### WORK TO BE COMPLETED
Looking through the data, please report how many lines contain the string "numeric", giving nothing but the number.

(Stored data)
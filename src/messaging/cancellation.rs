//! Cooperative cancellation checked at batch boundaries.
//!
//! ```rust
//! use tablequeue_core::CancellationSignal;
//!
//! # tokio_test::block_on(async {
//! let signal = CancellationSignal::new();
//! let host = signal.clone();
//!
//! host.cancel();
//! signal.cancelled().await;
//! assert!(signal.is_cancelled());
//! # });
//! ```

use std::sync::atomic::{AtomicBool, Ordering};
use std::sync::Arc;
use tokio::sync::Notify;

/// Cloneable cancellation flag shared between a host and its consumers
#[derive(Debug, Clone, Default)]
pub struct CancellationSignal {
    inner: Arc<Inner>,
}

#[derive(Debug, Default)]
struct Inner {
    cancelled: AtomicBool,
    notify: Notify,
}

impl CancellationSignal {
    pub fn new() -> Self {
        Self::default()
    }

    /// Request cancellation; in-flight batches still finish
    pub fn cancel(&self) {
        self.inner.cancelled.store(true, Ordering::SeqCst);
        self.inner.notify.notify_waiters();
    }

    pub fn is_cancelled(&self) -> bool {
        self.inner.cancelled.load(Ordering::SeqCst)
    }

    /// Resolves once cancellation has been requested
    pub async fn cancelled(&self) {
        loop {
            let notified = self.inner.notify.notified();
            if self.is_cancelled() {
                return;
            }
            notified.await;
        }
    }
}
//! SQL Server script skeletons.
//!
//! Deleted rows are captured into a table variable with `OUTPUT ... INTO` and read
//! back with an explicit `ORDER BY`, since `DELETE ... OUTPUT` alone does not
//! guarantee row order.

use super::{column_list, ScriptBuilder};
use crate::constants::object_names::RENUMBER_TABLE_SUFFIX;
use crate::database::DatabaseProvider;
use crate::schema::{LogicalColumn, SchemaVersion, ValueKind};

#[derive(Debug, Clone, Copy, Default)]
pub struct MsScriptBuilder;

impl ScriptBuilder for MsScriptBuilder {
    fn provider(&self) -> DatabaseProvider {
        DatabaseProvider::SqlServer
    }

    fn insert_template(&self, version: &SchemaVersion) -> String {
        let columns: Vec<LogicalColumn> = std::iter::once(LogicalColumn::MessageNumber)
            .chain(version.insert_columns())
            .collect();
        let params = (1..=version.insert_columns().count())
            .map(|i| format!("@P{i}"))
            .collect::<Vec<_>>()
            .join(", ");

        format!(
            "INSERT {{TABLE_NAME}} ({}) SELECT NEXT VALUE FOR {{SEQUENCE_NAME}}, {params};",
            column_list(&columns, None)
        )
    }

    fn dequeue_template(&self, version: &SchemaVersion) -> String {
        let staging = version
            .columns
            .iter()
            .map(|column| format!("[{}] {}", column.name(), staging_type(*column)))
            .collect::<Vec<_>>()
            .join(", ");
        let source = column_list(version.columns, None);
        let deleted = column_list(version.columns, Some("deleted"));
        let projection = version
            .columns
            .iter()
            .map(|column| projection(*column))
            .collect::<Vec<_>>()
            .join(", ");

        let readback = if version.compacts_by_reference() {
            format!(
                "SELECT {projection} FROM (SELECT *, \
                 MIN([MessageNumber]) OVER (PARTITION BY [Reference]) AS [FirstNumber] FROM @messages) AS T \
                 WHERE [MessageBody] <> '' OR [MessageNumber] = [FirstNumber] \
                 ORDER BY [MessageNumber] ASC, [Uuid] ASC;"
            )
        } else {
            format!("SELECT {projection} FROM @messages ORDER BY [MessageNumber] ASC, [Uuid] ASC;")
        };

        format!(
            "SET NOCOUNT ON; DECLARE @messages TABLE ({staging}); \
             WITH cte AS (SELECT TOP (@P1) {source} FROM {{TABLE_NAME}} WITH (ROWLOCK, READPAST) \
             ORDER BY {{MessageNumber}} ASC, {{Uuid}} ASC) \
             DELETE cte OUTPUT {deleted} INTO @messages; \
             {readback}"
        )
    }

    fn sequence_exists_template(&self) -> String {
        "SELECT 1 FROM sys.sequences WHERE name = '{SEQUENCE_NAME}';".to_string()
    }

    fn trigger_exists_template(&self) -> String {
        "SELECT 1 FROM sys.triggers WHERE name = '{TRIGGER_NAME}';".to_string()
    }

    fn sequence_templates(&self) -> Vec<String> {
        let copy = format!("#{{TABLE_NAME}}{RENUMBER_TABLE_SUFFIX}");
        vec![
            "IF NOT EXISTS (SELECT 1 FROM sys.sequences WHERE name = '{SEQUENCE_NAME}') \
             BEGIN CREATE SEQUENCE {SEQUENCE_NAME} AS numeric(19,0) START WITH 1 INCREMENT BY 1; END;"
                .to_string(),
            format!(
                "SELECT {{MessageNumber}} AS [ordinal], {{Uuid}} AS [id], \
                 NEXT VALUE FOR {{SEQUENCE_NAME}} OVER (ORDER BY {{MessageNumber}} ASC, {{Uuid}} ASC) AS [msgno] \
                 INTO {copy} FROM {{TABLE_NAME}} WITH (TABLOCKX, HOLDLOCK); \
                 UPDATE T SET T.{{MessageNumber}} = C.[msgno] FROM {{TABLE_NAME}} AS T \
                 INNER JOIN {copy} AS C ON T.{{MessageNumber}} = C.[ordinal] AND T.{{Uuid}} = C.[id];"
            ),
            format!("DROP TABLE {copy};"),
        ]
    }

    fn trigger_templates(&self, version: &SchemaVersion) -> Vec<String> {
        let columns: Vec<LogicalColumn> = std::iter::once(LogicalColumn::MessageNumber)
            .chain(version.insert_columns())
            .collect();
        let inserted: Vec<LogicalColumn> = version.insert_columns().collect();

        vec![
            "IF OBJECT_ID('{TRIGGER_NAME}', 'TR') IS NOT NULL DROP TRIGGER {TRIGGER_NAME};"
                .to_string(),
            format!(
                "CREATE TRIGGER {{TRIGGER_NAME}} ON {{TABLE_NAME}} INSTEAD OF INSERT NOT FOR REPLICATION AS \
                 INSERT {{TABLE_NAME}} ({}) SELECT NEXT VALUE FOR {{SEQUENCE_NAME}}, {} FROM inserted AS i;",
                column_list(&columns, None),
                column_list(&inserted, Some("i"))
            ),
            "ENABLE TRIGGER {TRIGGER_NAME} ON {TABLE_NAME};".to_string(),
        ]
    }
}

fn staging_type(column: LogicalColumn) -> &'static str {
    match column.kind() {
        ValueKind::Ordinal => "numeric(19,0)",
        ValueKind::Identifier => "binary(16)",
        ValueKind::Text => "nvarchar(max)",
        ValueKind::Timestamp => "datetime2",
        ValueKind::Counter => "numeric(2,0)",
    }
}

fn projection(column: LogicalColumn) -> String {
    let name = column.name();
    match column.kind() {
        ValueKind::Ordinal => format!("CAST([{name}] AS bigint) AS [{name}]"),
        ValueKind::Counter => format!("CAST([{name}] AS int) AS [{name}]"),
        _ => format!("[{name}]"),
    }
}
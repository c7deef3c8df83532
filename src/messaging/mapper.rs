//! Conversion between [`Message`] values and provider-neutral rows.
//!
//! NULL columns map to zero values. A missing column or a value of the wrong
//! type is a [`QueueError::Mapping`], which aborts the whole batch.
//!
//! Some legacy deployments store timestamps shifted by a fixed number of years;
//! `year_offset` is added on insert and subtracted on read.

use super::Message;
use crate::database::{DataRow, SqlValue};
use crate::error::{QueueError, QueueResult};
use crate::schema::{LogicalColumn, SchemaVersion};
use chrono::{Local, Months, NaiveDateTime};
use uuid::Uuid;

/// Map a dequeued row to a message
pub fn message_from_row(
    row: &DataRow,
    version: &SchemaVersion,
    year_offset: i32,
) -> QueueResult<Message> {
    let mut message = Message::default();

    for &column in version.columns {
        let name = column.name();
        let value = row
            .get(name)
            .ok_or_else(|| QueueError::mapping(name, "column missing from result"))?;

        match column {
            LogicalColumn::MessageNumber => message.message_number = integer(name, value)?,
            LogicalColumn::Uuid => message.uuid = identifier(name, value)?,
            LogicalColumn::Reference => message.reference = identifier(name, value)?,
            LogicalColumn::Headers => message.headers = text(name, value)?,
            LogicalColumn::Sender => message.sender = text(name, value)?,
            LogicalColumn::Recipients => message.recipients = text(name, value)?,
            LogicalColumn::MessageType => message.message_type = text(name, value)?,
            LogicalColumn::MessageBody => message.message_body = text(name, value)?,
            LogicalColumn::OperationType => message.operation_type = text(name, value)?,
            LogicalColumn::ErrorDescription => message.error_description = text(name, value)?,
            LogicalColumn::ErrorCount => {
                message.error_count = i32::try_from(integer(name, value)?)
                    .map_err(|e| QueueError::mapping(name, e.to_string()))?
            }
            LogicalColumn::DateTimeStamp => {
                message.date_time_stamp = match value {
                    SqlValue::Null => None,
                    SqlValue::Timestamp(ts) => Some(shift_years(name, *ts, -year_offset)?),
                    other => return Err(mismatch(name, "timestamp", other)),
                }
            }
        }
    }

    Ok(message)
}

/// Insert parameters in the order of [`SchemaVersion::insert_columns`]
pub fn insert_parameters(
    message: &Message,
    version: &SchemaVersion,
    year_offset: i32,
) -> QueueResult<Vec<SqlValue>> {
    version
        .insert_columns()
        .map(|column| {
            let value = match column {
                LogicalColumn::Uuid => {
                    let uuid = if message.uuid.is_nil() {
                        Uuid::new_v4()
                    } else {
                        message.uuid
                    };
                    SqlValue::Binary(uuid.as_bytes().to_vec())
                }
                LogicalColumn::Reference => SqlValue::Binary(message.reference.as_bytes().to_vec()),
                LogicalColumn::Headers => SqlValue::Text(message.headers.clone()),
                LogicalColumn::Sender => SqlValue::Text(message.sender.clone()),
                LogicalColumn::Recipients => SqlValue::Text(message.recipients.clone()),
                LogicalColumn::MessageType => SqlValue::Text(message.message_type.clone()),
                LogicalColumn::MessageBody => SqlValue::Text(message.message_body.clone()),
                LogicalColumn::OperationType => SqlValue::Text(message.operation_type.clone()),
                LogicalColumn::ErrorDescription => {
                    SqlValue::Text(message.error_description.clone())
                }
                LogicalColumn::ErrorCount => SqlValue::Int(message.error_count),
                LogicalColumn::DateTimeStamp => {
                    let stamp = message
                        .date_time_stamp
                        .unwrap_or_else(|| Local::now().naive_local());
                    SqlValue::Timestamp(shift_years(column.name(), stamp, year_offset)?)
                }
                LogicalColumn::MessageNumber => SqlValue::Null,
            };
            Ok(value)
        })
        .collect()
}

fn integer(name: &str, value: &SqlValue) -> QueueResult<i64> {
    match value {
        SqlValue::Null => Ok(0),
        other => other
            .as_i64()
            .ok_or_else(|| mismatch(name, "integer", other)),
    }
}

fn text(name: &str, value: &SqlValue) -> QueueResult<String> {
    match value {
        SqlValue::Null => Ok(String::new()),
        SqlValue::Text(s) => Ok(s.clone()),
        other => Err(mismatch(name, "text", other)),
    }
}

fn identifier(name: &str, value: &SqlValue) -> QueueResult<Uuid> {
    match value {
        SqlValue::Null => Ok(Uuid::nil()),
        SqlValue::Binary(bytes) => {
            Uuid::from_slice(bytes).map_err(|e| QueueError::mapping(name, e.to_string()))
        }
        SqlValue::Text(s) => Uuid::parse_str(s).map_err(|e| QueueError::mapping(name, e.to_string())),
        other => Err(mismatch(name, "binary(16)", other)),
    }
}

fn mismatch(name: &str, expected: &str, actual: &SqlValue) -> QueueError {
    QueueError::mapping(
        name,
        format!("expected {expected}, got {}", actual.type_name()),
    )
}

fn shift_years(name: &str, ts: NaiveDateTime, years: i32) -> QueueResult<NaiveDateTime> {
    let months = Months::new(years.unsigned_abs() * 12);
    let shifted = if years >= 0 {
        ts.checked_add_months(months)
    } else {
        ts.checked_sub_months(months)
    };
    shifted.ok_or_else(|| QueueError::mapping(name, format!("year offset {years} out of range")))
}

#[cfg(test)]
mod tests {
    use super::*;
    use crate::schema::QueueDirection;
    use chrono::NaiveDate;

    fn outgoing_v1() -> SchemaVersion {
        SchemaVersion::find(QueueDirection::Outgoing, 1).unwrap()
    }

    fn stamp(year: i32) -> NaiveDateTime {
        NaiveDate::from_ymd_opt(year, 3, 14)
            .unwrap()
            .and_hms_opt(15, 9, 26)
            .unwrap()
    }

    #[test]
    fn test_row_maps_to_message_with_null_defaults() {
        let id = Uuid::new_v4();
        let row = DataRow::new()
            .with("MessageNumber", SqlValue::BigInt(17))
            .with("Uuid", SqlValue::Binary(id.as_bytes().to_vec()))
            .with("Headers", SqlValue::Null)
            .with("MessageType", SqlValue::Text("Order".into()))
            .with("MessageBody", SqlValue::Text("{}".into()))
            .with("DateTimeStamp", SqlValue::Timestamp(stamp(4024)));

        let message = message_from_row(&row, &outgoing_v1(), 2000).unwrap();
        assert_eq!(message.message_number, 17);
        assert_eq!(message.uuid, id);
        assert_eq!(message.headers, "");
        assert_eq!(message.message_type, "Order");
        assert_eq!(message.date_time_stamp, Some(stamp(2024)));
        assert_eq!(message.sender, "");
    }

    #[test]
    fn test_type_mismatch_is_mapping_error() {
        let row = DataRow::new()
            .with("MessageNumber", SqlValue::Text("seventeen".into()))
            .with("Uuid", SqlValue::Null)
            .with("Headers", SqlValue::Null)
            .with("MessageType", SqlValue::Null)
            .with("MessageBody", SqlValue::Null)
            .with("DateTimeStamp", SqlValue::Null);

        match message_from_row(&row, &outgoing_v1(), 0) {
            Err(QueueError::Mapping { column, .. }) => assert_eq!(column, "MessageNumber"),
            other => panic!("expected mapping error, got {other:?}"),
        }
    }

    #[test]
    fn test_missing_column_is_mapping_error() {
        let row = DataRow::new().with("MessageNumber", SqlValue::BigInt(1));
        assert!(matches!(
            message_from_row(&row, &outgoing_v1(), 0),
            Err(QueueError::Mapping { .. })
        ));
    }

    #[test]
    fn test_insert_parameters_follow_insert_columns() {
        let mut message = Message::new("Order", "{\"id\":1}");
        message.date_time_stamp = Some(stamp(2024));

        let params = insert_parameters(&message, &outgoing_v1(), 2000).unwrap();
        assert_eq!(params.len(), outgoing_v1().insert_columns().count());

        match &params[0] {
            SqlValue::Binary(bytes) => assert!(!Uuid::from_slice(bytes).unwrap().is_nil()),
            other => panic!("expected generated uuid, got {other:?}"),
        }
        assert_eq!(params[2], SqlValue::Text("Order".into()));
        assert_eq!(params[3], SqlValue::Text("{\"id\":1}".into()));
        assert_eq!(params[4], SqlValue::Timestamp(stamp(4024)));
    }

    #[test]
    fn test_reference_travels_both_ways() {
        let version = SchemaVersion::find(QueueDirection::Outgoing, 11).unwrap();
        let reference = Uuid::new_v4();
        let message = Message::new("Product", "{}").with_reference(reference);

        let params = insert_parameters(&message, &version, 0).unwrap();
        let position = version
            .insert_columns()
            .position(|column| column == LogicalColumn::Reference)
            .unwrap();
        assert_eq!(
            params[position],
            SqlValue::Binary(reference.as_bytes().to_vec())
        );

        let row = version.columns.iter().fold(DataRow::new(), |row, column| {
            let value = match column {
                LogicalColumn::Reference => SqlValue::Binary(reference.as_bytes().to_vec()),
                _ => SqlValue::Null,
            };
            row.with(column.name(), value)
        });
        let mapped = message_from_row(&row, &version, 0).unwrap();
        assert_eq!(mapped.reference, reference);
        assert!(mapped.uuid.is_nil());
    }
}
==
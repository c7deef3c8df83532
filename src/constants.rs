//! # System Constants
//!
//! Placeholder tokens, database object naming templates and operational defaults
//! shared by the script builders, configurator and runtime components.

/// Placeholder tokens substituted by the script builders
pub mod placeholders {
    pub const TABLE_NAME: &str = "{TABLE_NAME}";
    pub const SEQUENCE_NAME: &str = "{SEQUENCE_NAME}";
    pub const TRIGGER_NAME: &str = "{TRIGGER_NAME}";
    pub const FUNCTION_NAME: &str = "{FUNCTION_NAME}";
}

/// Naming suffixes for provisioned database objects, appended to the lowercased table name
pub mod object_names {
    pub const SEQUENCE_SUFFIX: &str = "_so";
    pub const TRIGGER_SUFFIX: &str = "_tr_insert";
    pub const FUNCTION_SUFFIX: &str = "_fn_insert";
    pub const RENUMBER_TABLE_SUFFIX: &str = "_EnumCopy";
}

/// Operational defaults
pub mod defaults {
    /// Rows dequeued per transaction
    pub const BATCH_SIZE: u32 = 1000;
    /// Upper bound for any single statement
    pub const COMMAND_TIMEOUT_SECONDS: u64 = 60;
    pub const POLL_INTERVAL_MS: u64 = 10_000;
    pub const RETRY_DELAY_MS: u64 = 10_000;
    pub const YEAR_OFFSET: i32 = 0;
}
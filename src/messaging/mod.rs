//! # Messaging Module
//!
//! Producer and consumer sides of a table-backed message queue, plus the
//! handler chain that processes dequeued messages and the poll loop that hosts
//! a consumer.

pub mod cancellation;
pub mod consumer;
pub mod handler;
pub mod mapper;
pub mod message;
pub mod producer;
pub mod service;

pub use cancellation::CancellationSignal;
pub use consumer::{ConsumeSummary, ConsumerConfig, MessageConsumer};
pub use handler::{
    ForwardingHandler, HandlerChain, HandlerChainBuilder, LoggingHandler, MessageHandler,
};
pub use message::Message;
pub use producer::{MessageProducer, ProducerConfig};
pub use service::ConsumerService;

### ANSWER TO THE PROBLEM
3